Listed records:
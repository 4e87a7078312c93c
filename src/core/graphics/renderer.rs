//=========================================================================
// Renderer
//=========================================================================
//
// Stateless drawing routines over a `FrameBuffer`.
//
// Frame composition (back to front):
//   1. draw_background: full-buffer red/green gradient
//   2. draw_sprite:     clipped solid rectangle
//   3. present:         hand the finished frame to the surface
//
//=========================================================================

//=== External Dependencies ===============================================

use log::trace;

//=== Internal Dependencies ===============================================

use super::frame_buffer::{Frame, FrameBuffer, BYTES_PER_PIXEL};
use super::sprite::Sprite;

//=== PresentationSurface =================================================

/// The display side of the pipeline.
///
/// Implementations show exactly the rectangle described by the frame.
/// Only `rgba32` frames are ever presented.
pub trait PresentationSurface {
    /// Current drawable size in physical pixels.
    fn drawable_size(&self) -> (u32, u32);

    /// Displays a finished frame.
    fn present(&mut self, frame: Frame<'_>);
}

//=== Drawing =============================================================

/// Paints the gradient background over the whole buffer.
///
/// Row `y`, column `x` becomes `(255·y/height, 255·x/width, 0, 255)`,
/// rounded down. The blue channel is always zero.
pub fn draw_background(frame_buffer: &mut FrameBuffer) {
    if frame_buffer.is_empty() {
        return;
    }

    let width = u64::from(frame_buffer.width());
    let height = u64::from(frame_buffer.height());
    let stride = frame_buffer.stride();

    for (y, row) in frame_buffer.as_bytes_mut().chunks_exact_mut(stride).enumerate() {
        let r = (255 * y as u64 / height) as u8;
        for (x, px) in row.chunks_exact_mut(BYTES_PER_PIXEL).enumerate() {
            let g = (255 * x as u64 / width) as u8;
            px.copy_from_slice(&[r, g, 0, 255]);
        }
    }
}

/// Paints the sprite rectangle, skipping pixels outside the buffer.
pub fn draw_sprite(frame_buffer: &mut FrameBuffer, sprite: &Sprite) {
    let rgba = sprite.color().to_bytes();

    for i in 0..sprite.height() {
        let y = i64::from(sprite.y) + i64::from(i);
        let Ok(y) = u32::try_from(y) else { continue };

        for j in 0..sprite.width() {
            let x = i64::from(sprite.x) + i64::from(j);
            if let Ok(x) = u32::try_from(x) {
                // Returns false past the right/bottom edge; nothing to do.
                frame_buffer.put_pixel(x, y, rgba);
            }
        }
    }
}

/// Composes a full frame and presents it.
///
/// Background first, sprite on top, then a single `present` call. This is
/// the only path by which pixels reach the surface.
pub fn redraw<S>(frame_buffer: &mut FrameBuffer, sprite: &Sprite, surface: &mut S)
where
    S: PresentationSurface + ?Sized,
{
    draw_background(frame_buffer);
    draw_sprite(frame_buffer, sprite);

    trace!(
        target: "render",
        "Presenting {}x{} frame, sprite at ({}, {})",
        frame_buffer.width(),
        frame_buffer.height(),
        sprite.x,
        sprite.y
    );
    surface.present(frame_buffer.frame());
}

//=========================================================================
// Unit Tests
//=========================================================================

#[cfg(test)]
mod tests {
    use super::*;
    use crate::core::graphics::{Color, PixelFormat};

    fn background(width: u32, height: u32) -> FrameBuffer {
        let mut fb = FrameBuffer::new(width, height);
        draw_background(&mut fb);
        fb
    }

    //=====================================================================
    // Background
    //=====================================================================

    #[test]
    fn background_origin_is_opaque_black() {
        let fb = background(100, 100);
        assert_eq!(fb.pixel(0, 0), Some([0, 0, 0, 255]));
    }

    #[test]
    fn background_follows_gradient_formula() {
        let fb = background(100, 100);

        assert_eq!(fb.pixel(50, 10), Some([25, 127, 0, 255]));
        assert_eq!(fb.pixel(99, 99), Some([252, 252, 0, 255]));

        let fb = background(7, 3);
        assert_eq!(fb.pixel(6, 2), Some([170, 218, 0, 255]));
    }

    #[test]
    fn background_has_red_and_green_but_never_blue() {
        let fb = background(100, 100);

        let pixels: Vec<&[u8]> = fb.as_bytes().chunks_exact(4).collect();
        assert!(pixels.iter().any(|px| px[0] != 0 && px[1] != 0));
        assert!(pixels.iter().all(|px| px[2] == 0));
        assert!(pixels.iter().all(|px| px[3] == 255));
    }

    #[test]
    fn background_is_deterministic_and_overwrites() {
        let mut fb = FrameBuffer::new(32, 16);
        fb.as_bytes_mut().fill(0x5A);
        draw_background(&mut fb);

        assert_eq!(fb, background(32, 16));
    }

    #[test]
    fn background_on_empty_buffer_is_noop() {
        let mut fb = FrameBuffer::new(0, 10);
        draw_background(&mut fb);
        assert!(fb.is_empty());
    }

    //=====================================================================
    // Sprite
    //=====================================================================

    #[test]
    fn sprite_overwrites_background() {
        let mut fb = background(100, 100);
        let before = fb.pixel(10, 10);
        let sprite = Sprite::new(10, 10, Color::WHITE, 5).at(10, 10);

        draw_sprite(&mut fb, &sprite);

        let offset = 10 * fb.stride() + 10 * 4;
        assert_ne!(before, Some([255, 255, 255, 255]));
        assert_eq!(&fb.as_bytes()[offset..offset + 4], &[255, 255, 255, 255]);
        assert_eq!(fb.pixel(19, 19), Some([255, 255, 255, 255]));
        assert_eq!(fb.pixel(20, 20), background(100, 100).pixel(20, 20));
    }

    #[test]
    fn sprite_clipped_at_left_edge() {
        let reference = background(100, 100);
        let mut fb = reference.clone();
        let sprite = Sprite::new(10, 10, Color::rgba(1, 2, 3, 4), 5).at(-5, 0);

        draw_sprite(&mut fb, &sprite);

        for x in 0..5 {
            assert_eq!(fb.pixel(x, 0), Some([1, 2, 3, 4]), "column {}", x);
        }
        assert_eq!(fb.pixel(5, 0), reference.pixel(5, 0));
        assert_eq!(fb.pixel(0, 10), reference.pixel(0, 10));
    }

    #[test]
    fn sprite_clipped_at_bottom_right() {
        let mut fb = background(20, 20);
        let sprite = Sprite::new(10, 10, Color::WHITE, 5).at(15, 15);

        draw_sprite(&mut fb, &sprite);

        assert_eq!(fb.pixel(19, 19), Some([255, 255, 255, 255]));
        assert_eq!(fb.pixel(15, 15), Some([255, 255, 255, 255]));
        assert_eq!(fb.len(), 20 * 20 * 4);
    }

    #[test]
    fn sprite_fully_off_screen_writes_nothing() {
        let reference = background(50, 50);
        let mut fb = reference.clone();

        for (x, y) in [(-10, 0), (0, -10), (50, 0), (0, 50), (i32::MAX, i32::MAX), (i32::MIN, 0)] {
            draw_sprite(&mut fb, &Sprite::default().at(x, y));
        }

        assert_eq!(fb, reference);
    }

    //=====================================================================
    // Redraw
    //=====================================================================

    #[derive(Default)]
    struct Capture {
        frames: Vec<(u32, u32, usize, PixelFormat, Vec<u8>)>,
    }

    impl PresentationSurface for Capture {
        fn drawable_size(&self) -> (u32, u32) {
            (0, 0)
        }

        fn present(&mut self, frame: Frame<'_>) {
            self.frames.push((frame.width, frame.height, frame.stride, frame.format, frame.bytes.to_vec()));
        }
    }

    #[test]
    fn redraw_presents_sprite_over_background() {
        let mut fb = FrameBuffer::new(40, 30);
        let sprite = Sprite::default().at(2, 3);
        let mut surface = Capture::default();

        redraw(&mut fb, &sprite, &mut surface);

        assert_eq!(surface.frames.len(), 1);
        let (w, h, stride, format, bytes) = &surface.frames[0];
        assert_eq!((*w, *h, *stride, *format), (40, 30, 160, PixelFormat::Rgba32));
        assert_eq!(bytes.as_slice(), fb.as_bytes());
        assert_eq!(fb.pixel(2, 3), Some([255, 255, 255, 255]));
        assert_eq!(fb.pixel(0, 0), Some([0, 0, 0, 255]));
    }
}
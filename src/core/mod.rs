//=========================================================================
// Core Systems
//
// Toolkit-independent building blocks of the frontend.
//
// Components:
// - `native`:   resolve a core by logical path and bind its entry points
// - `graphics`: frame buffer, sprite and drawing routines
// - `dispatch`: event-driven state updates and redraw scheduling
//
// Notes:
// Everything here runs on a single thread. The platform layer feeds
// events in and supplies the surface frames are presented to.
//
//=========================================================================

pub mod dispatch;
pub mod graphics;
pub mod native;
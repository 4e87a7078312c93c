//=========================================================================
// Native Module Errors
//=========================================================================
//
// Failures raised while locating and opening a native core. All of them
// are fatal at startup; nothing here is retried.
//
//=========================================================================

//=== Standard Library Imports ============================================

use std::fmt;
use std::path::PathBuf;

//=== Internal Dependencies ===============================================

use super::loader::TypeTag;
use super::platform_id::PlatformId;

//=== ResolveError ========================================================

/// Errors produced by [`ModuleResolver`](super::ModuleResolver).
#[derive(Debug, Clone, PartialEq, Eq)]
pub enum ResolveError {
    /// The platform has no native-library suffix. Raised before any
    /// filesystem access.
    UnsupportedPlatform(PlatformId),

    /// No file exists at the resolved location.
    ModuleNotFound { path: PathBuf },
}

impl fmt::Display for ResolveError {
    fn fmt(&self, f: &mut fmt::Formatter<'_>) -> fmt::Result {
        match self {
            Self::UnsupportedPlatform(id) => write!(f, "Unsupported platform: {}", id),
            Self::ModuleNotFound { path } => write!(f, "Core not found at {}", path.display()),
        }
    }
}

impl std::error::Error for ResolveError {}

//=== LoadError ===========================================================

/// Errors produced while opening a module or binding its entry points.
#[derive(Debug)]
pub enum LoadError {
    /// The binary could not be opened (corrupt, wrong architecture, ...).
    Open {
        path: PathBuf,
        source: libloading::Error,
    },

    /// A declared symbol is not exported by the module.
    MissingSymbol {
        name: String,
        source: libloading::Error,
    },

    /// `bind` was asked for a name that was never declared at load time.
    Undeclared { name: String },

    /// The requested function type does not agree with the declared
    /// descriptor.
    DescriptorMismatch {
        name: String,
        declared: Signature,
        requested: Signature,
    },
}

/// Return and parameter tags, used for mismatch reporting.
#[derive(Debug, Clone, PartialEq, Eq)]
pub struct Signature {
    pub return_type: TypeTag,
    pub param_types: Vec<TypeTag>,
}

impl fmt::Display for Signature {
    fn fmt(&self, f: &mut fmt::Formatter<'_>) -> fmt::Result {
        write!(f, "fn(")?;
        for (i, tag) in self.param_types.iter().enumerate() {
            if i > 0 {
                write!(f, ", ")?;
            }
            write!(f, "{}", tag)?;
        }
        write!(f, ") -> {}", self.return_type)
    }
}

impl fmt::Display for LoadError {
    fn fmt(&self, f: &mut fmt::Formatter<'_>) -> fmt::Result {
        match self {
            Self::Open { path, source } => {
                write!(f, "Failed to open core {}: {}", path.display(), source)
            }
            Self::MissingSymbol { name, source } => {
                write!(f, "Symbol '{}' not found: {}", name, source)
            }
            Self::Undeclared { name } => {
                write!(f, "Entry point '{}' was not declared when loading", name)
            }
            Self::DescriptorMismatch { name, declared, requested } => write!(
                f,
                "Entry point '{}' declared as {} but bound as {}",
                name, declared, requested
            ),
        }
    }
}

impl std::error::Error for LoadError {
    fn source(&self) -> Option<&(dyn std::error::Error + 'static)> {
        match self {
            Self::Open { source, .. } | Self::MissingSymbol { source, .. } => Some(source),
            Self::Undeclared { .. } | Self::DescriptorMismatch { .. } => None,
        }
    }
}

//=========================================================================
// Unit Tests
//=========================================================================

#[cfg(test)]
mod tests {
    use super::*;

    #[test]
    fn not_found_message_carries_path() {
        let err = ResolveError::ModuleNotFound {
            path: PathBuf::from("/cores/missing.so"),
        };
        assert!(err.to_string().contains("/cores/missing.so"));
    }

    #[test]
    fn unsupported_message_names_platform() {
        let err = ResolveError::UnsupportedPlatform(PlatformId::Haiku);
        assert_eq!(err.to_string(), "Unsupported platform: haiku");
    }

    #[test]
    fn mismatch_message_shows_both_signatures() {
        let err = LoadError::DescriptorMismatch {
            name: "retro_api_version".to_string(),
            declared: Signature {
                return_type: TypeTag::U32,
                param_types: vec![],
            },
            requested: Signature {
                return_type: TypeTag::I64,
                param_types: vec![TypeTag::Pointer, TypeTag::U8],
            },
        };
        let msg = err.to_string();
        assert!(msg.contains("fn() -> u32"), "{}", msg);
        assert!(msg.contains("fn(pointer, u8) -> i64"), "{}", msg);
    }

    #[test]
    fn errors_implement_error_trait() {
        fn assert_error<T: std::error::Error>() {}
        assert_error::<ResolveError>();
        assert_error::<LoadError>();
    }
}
...
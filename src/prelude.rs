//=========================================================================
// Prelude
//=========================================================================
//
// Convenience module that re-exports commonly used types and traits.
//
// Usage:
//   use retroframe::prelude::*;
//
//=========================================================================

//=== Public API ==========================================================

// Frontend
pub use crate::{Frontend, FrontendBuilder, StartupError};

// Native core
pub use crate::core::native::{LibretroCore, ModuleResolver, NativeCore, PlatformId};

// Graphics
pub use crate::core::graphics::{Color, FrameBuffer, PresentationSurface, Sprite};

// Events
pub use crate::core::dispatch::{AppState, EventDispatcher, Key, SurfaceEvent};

What you need to do:
Show every line of the material that includes the string "opening".

Solution:
// Failures raised while locating and opening a native core. All of them
/// Errors produced while opening a module or binding its entry points.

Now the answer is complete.